Started from a package, so weak colony by definition from the get go. If you remove the queen and allow the supercedure to continue, then they will go approximately two weeks without any eggs. Older bees are dying off, and if you remove the queen, that means 3 weeks from now there will be no young bees emerging. So your weak colony will become even weaker.

If the package queen really needs to be replaced, then replace her with a mated queen. But if they are superceeding due to things like trauma from moving and a poor mix of age in the population, then simply pinching the cells and let time do it's magic will cure the colony.

The detail of beekeeping that most folks tend to miss, what you do today effects the population 3 weeks from now, when all the brood currently in progress has emerged. The important detail left out of the original post, when was the package put in the box ? For the first 4 weeks after hiving a package, things are not 'normal' for a bee colony, and during that period starting a supercedure is common, it's how the bees react when 'things get bad'. But if you look at the reality, the queen in there was likely raised under close to ideal conditions by somebody that is an expert in rearing large numbers of queens, she is likely a fairly good queen. Allowing them to complete the supercedure you are getting a crap shoot queen raised by a weak colony in conditions anything but ideal.

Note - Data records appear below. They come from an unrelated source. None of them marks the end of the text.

use std::path::Path;

use chrono::Local;
use rusqlite::{Connection, OptionalExtension, params};

use crate::error::{CoreError, Result};
use crate::models::{
    DayOfWeek, MealPlanEntry, MealType, NewMealPlanEntry, NewRecipe, Recipe, RecipeStub,
    UpdateMealPlanEntry, validate_new_recipe, validate_recipe_stub,
};

// (id, user_id, recipe_id, day_of_week, meal_type, created_at, recipe_name)
type MealPlanRow = (i64, i64, i64, i64, String, String, Option<String>);

pub struct Database {
    conn: Connection,
}

impl Database {
    pub fn open(path: &Path) -> Result<Self> {
        let conn = Connection::open(path)?;
        let db = Database { conn };
        db.migrate()?;
        Ok(db)
    }

    pub fn open_in_memory() -> Result<Self> {
        let conn = Connection::open_in_memory()?;
        let db = Database { conn };
        db.migrate()?;
        Ok(db)
    }

    fn migrate(&self) -> Result<()> {
        // The bundled SQLite is compiled with SQLITE_DEFAULT_FOREIGN_KEYS=1;
        // restore stock SQLite behavior so the REFERENCES clauses stay
        // declarative (the users table is populated by the auth layer, not
        // this crate).
        self.conn.pragma_update(None, "foreign_keys", false)?;

        let version: i64 = self
            .conn
            .pragma_query_value(None, "user_version", |row| row.get(0))?;

        if version < 1 {
            // The users table is owned by the auth layer; it exists here only
            // so the user_id references have a target.
            self.conn.execute_batch(
                "CREATE TABLE IF NOT EXISTS users (
                    id INTEGER PRIMARY KEY AUTOINCREMENT,
                    username TEXT NOT NULL UNIQUE,
                    password TEXT NOT NULL
                );

                CREATE TABLE IF NOT EXISTS recipes (
                    id INTEGER PRIMARY KEY AUTOINCREMENT,
                    user_id INTEGER NOT NULL REFERENCES users(id),
                    name TEXT NOT NULL,
                    ingredients TEXT,
                    calories INTEGER,
                    category TEXT,
                    vegetarian INTEGER NOT NULL DEFAULT 0,
                    external_id TEXT,
                    image_url TEXT,
                    created_at TEXT NOT NULL
                );

                CREATE TABLE IF NOT EXISTS meal_plans (
                    id INTEGER PRIMARY KEY AUTOINCREMENT,
                    user_id INTEGER NOT NULL REFERENCES users(id),
                    recipe_id INTEGER NOT NULL REFERENCES recipes(id),
                    day_of_week INTEGER NOT NULL CHECK (day_of_week BETWEEN 0 AND 6),
                    meal_type TEXT NOT NULL,
                    created_at TEXT NOT NULL
                );

                CREATE INDEX IF NOT EXISTS idx_recipes_user ON recipes(user_id);
                CREATE INDEX IF NOT EXISTS idx_meal_plans_user ON meal_plans(user_id);
                CREATE INDEX IF NOT EXISTS idx_meal_plans_recipe ON meal_plans(recipe_id);

                PRAGMA user_version = 1;",
            )?;
        }

        Ok(())
    }

    // --- Row mapping helpers ---

    fn recipe_from_row(row: &rusqlite::Row) -> rusqlite::Result<Recipe> {
        let vegetarian: i64 = row.get(6)?;
        Ok(Recipe {
            id: row.get(0)?,
            user_id: row.get(1)?,
            name: row.get(2)?,
            ingredients: row.get(3)?,
            calories: row.get(4)?,
            category: row.get(5)?,
            vegetarian: vegetarian != 0,
            external_id: row.get(7)?,
            image_url: row.get(8)?,
            created_at: row.get(9)?,
        })
    }

    // Expects columns:
    // 0: mp.id, 1: mp.user_id, 2: mp.recipe_id, 3: mp.day_of_week,
    // 4: mp.meal_type, 5: mp.created_at, 6: r.name
    fn meal_plan_from_row(row: &rusqlite::Row) -> rusqlite::Result<MealPlanRow> {
        Ok((
            row.get(0)?,
            row.get(1)?,
            row.get(2)?,
            row.get(3)?,
            row.get(4)?,
            row.get(5)?,
            row.get(6)?,
        ))
    }

    fn meal_plan_from_parts(parts: MealPlanRow) -> Result<MealPlanEntry> {
        let (id, user_id, recipe_id, day, meal, created_at, recipe_name) = parts;
        Ok(MealPlanEntry {
            id,
            user_id,
            recipe_id,
            day_of_week: DayOfWeek::from_i64(day)?,
            meal_type: meal.parse::<MealType>()?,
            created_at,
            recipe_name,
        })
    }

    // --- Recipes ---

    /// The shared "view all" feed. Deliberately unscoped; owner-scoped reads
    /// use [`Database::list_recipes_owned`].
    pub fn list_recipes_all(&self) -> Result<Vec<Recipe>> {
        let mut stmt = self
            .conn
            .prepare("SELECT * FROM recipes ORDER BY created_at DESC, id DESC")?;
        let recipes = stmt
            .query_map([], Self::recipe_from_row)?
            .collect::<std::result::Result<Vec<_>, _>>()?;
        Ok(recipes)
    }

    pub fn list_recipes_owned(&self, owner: i64) -> Result<Vec<Recipe>> {
        let mut stmt = self.conn.prepare(
            "SELECT * FROM recipes WHERE user_id = ?1 ORDER BY created_at DESC, id DESC",
        )?;
        let recipes = stmt
            .query_map(params![owner], Self::recipe_from_row)?
            .collect::<std::result::Result<Vec<_>, _>>()?;
        Ok(recipes)
    }

    pub fn insert_recipe(&self, owner: i64, recipe: &NewRecipe) -> Result<Recipe> {
        validate_new_recipe(recipe)?;
        let now = Local::now().to_rfc3339();
        self.conn.execute(
            "INSERT INTO recipes (user_id, name, ingredients, calories, category, vegetarian, created_at)
             VALUES (?1, ?2, ?3, ?4, ?5, ?6, ?7)",
            params![
                owner,
                recipe.name,
                recipe.ingredients,
                recipe.calories,
                recipe.category,
                i64::from(recipe.vegetarian),
                now,
            ],
        )?;
        let id = self.conn.last_insert_rowid();
        self.get_recipe(id, owner)
    }

    /// Save an imported catalog recipe with only title/image/external id set.
    /// Ingredients and calories stay null until enrichment.
    pub fn insert_recipe_stub(&self, owner: i64, stub: &RecipeStub) -> Result<Recipe> {
        validate_recipe_stub(stub)?;
        let now = Local::now().to_rfc3339();
        self.conn.execute(
            "INSERT INTO recipes (user_id, name, external_id, image_url, created_at)
             VALUES (?1, ?2, ?3, ?4, ?5)",
            params![owner, stub.title, stub.external_id, stub.image_url, now],
        )?;
        let id = self.conn.last_insert_rowid();
        self.get_recipe(id, owner)
    }

    pub fn get_recipe(&self, id: i64, owner: i64) -> Result<Recipe> {
        self.conn
            .query_row(
                "SELECT * FROM recipes WHERE id = ?1 AND user_id = ?2",
                params![id, owner],
                Self::recipe_from_row,
            )
            .optional()?
            .ok_or_else(|| CoreError::not_found("recipe", id))
    }

    /// Full edit: validates the same rules as manual creation.
    pub fn update_recipe(&self, id: i64, owner: i64, recipe: &NewRecipe) -> Result<Recipe> {
        validate_new_recipe(recipe)?;
        let changed = self.conn.execute(
            "UPDATE recipes SET name = ?1, ingredients = ?2, calories = ?3, category = ?4, vegetarian = ?5
             WHERE id = ?6 AND user_id = ?7",
            params![
                recipe.name,
                recipe.ingredients,
                recipe.calories,
                recipe.category,
                i64::from(recipe.vegetarian),
                id,
                owner,
            ],
        )?;
        if changed == 0 {
            return Err(CoreError::not_found("recipe", id));
        }
        self.get_recipe(id, owner)
    }

    /// Enrichment patch: sets only ingredients and calories, both allowed to
    /// be absent when the catalog had nothing usable. Scoped to the owner so
    /// an enrichment call can never write another user's recipe.
    pub fn apply_enrichment(
        &self,
        id: i64,
        owner: i64,
        ingredients: Option<&str>,
        calories: Option<i64>,
    ) -> Result<()> {
        let changed = self.conn.execute(
            "UPDATE recipes SET ingredients = ?1, calories = ?2 WHERE id = ?3 AND user_id = ?4",
            params![ingredients, calories, id, owner],
        )?;
        if changed == 0 {
            return Err(CoreError::not_found("recipe", id));
        }
        Ok(())
    }

    /// Idempotent: deleting an absent or non-owned id is a no-op.
    /// Returns whether a row was removed.
    pub fn delete_recipe(&self, id: i64, owner: i64) -> Result<bool> {
        let changed = self.conn.execute(
            "DELETE FROM recipes WHERE id = ?1 AND user_id = ?2",
            params![id, owner],
        )?;
        Ok(changed > 0)
    }

    // --- Meal plans ---

    fn recipe_owned_by(&self, recipe_id: i64, owner: i64) -> Result<bool> {
        let owned: bool = self.conn.query_row(
            "SELECT EXISTS(SELECT 1 FROM recipes WHERE id = ?1 AND user_id = ?2)",
            params![recipe_id, owner],
            |row| row.get(0),
        )?;
        Ok(owned)
    }

    /// All plan entries for one user, joined with recipe names and ordered
    /// chronologically: Monday through Sunday, breakfast through snack.
    pub fn list_meal_plans(&self, owner: i64) -> Result<Vec<MealPlanEntry>> {
        let mut stmt = self.conn.prepare(
            "SELECT mp.id, mp.user_id, mp.recipe_id, mp.day_of_week, mp.meal_type, mp.created_at,
                    r.name AS recipe_name
             FROM meal_plans mp
             JOIN recipes r ON mp.recipe_id = r.id
             WHERE mp.user_id = ?1
             ORDER BY mp.day_of_week,
                      CASE mp.meal_type
                          WHEN 'breakfast' THEN 0
                          WHEN 'lunch' THEN 1
                          WHEN 'dinner' THEN 2
                          ELSE 3
                      END,
                      mp.id",
        )?;
        let rows = stmt
            .query_map(params![owner], Self::meal_plan_from_row)?
            .collect::<std::result::Result<Vec<_>, _>>()?;
        rows.into_iter().map(Self::meal_plan_from_parts).collect()
    }

    /// Rejects a recipe_id that does not belong to the owner. The check is
    /// explicit rather than trusted from caller input.
    pub fn insert_meal_plan(&self, owner: i64, entry: &NewMealPlanEntry) -> Result<MealPlanEntry> {
        if !self.recipe_owned_by(entry.recipe_id, owner)? {
            return Err(CoreError::validation(
                "recipe_id",
                format!("recipe {} does not belong to user {owner}", entry.recipe_id),
            ));
        }
        let now = Local::now().to_rfc3339();
        self.conn.execute(
            "INSERT INTO meal_plans (user_id, recipe_id, day_of_week, meal_type, created_at)
             VALUES (?1, ?2, ?3, ?4, ?5)",
            params![
                owner,
                entry.recipe_id,
                entry.day_of_week.as_i64(),
                entry.meal_type.as_str(),
                now,
            ],
        )?;
        let id = self.conn.last_insert_rowid();
        self.get_meal_plan(id, owner)
    }

    pub fn get_meal_plan(&self, id: i64, owner: i64) -> Result<MealPlanEntry> {
        let parts = self
            .conn
            .query_row(
                "SELECT mp.id, mp.user_id, mp.recipe_id, mp.day_of_week, mp.meal_type, mp.created_at,
                        r.name AS recipe_name
                 FROM meal_plans mp
                 JOIN recipes r ON mp.recipe_id = r.id
                 WHERE mp.id = ?1 AND mp.user_id = ?2",
                params![id, owner],
                Self::meal_plan_from_row,
            )
            .optional()?
            .ok_or_else(|| CoreError::not_found("meal plan", id))?;
        Self::meal_plan_from_parts(parts)
    }

    /// Partial update; a changed recipe_id is re-checked for ownership.
    pub fn update_meal_plan(
        &self,
        id: i64,
        owner: i64,
        update: &UpdateMealPlanEntry,
    ) -> Result<MealPlanEntry> {
        let current = self.get_meal_plan(id, owner)?;
        let recipe_id = update.recipe_id.unwrap_or(current.recipe_id);
        let day = update.day_of_week.unwrap_or(current.day_of_week);
        let meal = update.meal_type.unwrap_or(current.meal_type);

        if !self.recipe_owned_by(recipe_id, owner)? {
            return Err(CoreError::validation(
                "recipe_id",
                format!("recipe {recipe_id} does not belong to user {owner}"),
            ));
        }

        self.conn.execute(
            "UPDATE meal_plans SET recipe_id = ?1, day_of_week = ?2, meal_type = ?3
             WHERE id = ?4 AND user_id = ?5",
            params![recipe_id, day.as_i64(), meal.as_str(), id, owner],
        )?;
        self.get_meal_plan(id, owner)
    }

    /// Idempotent, like [`Database::delete_recipe`].
    pub fn delete_meal_plan(&self, id: i64, owner: i64) -> Result<bool> {
        let changed = self.conn.execute(
            "DELETE FROM meal_plans WHERE id = ?1 AND user_id = ?2",
            params![id, owner],
        )?;
        Ok(changed > 0)
    }
}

After doing this for a bunch of years, I've changed my view on package queens. In 95 out of a hundred cases, the queen that came in the package will be a better raised queen that what the package can produce itself before it's been in the box for a couple months and grown to full size.

If the colony has as much brood as the package bees can cover, then I would just continue pinching cells until the population starts to expand. For a package that was put onto drawn comb, it's very normal for them to have a couple sheets of capped brood, but almost no eggs after two weeks. They have all the brood they can support, and even if the queen lays more eggs, they cant cover that comb area, so they cant keep temps correct for a larger nest. With little / no eggs, folks mistake that for a 'poor queen', when in fact she is a good queen, but there simply isn't the population to support a larger nest. With a fresh new package on drawn comb it will take 3 brood cycles before they have enough bees to support a full size brood nest.

You really cannot honestly judge a queen from a package till they have been in the hive for more than 2 months and have had time to grow the population large enough to support a proper size brood nest that has brood in all stages of development from egg to emerging bee.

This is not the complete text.